Mega-scheme in Australia’s NSW proposes PV, pumped hydro and 150MWh of battery storage

Construction of Walcha's PV and wind elements is due to commence in 2020 and lead to power production by 2022 (Credit: Walcha Energy)

PV and storage will take up a significant share of a major renewable complex in the works in Australia, according to new documents.

New South Wales (NSW) authorities recently received Walcha Energy’s plans for a 700MW solar PV installation, part of a 4GW complex in the making.

Newly filed planning documents show Salisbury Solar Farm is to stand near Uralla, a town a six-hour drive north of NSW capital Sydney.

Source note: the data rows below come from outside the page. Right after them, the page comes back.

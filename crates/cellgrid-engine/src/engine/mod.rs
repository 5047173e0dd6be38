//! Spreadsheet storage API.
//!
//! - [`CellContent`], [`CellValue`] - What a cell holds
//! - [`CellStore`] - Sparse, structurally shared cell storage
//! - [`CellRef`] - Grid coordinates (A1 notation <-> row/col indices)
//! - [`col_to_letters`], [`letters_to_col`] - Column label bijection
//! - [`evaluate_stub`] - Placeholder formula evaluation

mod cell;
mod cell_ref;
mod formula;
mod store;

pub use cell::{CellContent, CellValue, StyleId};
pub use cell_ref::{CellRef, col_to_letters, letters_to_col};
pub use formula::evaluate_stub;
pub use store::CellStore;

The PV site, Walcha said, was singled out after consulting landowners and neighbours over the land with most potential and least impacts on the natural environment.

The overall 4GW complex – envisioned some 55km south of the city of Armidale – will be chiefly (3.4GW) wind-powered, with a first 700MW phase recently acquired by Vestas.

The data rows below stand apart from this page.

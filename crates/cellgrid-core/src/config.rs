//! Engine configuration loaded from TOML.
//!
//! Every field has a default, so an empty file (or no file) is valid.
//!
//! ```toml
//! history_depth = 50
//! initial_rows = 100
//! initial_cols = 26
//!
//! [layout]
//! line_height = 16.0
//! min_row_height = 22.0
//! ```

use cellgrid_engine::layout::{ColumnWidths, RowMetrics, WrapOptions};
use serde::Deserialize;
use std::path::Path;

use crate::error::{CellgridError, Result};
use crate::sheet::DEFAULT_HISTORY_DEPTH;

const MAX_CONFIG_FILE_BYTES: u64 = 1_048_576; // 1 MiB

#[derive(Debug, Clone, PartialEq, Deserialize)]
#[serde(default, deny_unknown_fields)]
pub struct EngineConfig {
    /// Maximum number of undo snapshots kept.
    pub history_depth: usize,
    pub initial_rows: usize,
    pub initial_cols: usize,
    pub layout: LayoutConfig,
}

impl Default for EngineConfig {
    fn default() -> Self {
        EngineConfig {
            history_depth: DEFAULT_HISTORY_DEPTH,
            initial_rows: 100,
            initial_cols: 26,
            layout: LayoutConfig::default(),
        }
    }
}

#[derive(Debug, Clone, PartialEq, Deserialize)]
#[serde(default, deny_unknown_fields)]
pub struct LayoutConfig {
    pub line_height: f32,
    pub vertical_padding: f32,
    pub min_row_height: f32,
    pub default_column_width: f32,
    /// Font descriptor used as part of the layout cache key.
    pub font: String,
    pub break_word: bool,
}

impl Default for LayoutConfig {
    fn default() -> Self {
        let metrics = RowMetrics::default();
        LayoutConfig {
            line_height: metrics.line_height,
            vertical_padding: metrics.vertical_padding,
            min_row_height: metrics.min_row_height,
            default_column_width: 100.0,
            font: "default".to_string(),
            break_word: true,
        }
    }
}

impl LayoutConfig {
    pub fn metrics(&self) -> RowMetrics {
        RowMetrics {
            line_height: self.line_height,
            vertical_padding: self.vertical_padding,
            min_row_height: self.min_row_height,
        }
    }

    pub fn wrap_options(&self) -> WrapOptions {
        WrapOptions::default().break_word(self.break_word)
    }

    pub fn column_widths(&self) -> ColumnWidths {
        ColumnWidths::new(self.default_column_width)
    }
}

impl EngineConfig {
    pub fn from_toml_str(content: &str) -> Result<Self> {
        Ok(toml::from_str(content)?)
    }

    /// Load a config file. Files over 1 MiB are refused.
    pub fn load(path: &Path) -> Result<Self> {
        let meta = std::fs::metadata(path)?;
        if meta.len() > MAX_CONFIG_FILE_BYTES {
            return Err(CellgridError::ConfigTooLarge {
                path: path.to_path_buf(),
                size: meta.len(),
                max: MAX_CONFIG_FILE_BYTES,
            });
        }
        let content = std::fs::read_to_string(path)?;
        let config = Self::from_toml_str(&content).map_err(|err| CellgridError::Config {
            path: path.to_path_buf(),
            message: err.to_string(),
        })?;
        tracing::debug!(path = %path.display(), "config loaded");
        Ok(config)
    }

    /// Load `path` if it exists. A missing file yields defaults; an unreadable
    /// or invalid one yields defaults plus a warning for the host to report.
    pub fn load_or_default(path: &Path) -> (Self, Vec<String>) {
        if !path.exists() {
            return (Self::default(), Vec::new());
        }
        match Self::load(path) {
            Ok(config) => (config, Vec::new()),
            Err(err) => {
                tracing::warn!(path = %path.display(), error = %err, "config rejected");
                (Self::default(), vec![err.to_string()])
            }
        }
    }
}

Construction of the PV and wind installations is set to get underway in 2020, while actual power generation is predicted to begin by 2022.

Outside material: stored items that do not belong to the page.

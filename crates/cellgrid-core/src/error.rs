//! Error types for Cellgrid core.

use std::path::PathBuf;
use thiserror::Error;

/// Errors that can occur outside the (infallible) action reducer.
#[derive(Error, Debug)]
pub enum CellgridError {
    #[error("IO error: {0}")]
    Io(#[from] std::io::Error),

    #[error("TOML error: {0}")]
    Toml(#[from] toml::de::Error),

    #[error("Invalid config {}: {message}", path.display())]
    Config { path: PathBuf, message: String },

    #[error("Refusing to read {}: file too large ({size} bytes, max {max})", path.display())]
    ConfigTooLarge { path: PathBuf, size: u64, max: u64 },

    #[error("Invalid cell reference: {0}")]
    InvalidCellRef(String),
}

pub type Result<T> = std::result::Result<T, CellgridError>;
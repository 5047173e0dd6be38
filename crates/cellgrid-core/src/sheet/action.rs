use cellgrid_engine::engine::{CellContent, CellRef};
use serde::{Deserialize, Serialize};

/// Everything a host can ask the sheet to do.
#[derive(Clone, Debug, PartialEq, Serialize, Deserialize)]
pub enum Action {
    SetCell { cell: CellRef, content: CellContent },
    /// Applied as one unit with a single undo entry.
    SetCells(Vec<(CellRef, CellContent)>),
    GrowRows(usize),
    GrowCols(usize),
    InsertColumnAt(usize),
    InsertRowAt(usize),
    DeleteColumnAt(usize),
    DeleteRowAt(usize),
    /// A missing extent collapses the selection onto the anchor.
    SetSelection {
        anchor: CellRef,
        extent: Option<CellRef>,
    },
    /// `cell: None` stops editing. A missing value starts from the cell's
    /// current input text.
    SetEditing {
        cell: Option<CellRef>,
        value: Option<String>,
    },
    /// Replace all content with pre-tokenized rows of fields.
    LoadBulk(Vec<Vec<String>>),
    Undo,
    Redo,
}

impl Action {
    /// Whether the action changes cells or dimensions (and is therefore
    /// recorded in history).
    pub fn is_mutating(&self) -> bool {
        !matches!(
            self,
            Action::SetSelection { .. } | Action::SetEditing { .. } | Action::Undo | Action::Redo
        )
    }

    pub fn name(&self) -> &'static str {
        match self {
            Action::SetCell { .. } => "set_cell",
            Action::SetCells(_) => "set_cells",
            Action::GrowRows(_) => "grow_rows",
            Action::GrowCols(_) => "grow_cols",
            Action::InsertColumnAt(_) => "insert_column_at",
            Action::InsertRowAt(_) => "insert_row_at",
            Action::DeleteColumnAt(_) => "delete_column_at",
            Action::DeleteRowAt(_) => "delete_row_at",
            Action::SetSelection { .. } => "set_selection",
            Action::SetEditing { .. } => "set_editing",
            Action::LoadBulk(_) => "load_bulk",
            Action::Undo => "undo",
            Action::Redo => "redo",
        }
    }
}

Batteries and pumped storage join the mix

A joint venture between consultancy Energy Estate and MirusEnergy, Walcha Energy saw the light last November.

In addition to PV and wind, NSW authorities have been asked to consider a 100MW / 150MWh battery energy storage project at the complex, with the location yet to be disclosed.

Batteries are set to be joined by pumped hydro storage at gorges to the east and south of Walcha plateau, with feasibility studies now underway for one such scheme at the Dungowan Dam.

In addition, Walcha wants to build a 330kV substation near Armidale, which it believes could be used by its complex but also projects others may develop in the area.

The proposed infrastructure would help deliver “system strength and flexibility” to NSW in line with the goals of grid operator TransGrid, Walcha Energy said. Walcha’s 4GW aside, NSW has been singled out as an Australian hotspot for utility-scale PV, with 110MW-plus and 100MW schemes marking progress in recent months. Meanwhile, due to high electricity prices and other concerns such as climate change, solar and batteries have been getting installed at pace around Australia but according to various reports, work remains to be done on the grid and related infrastructure planning side.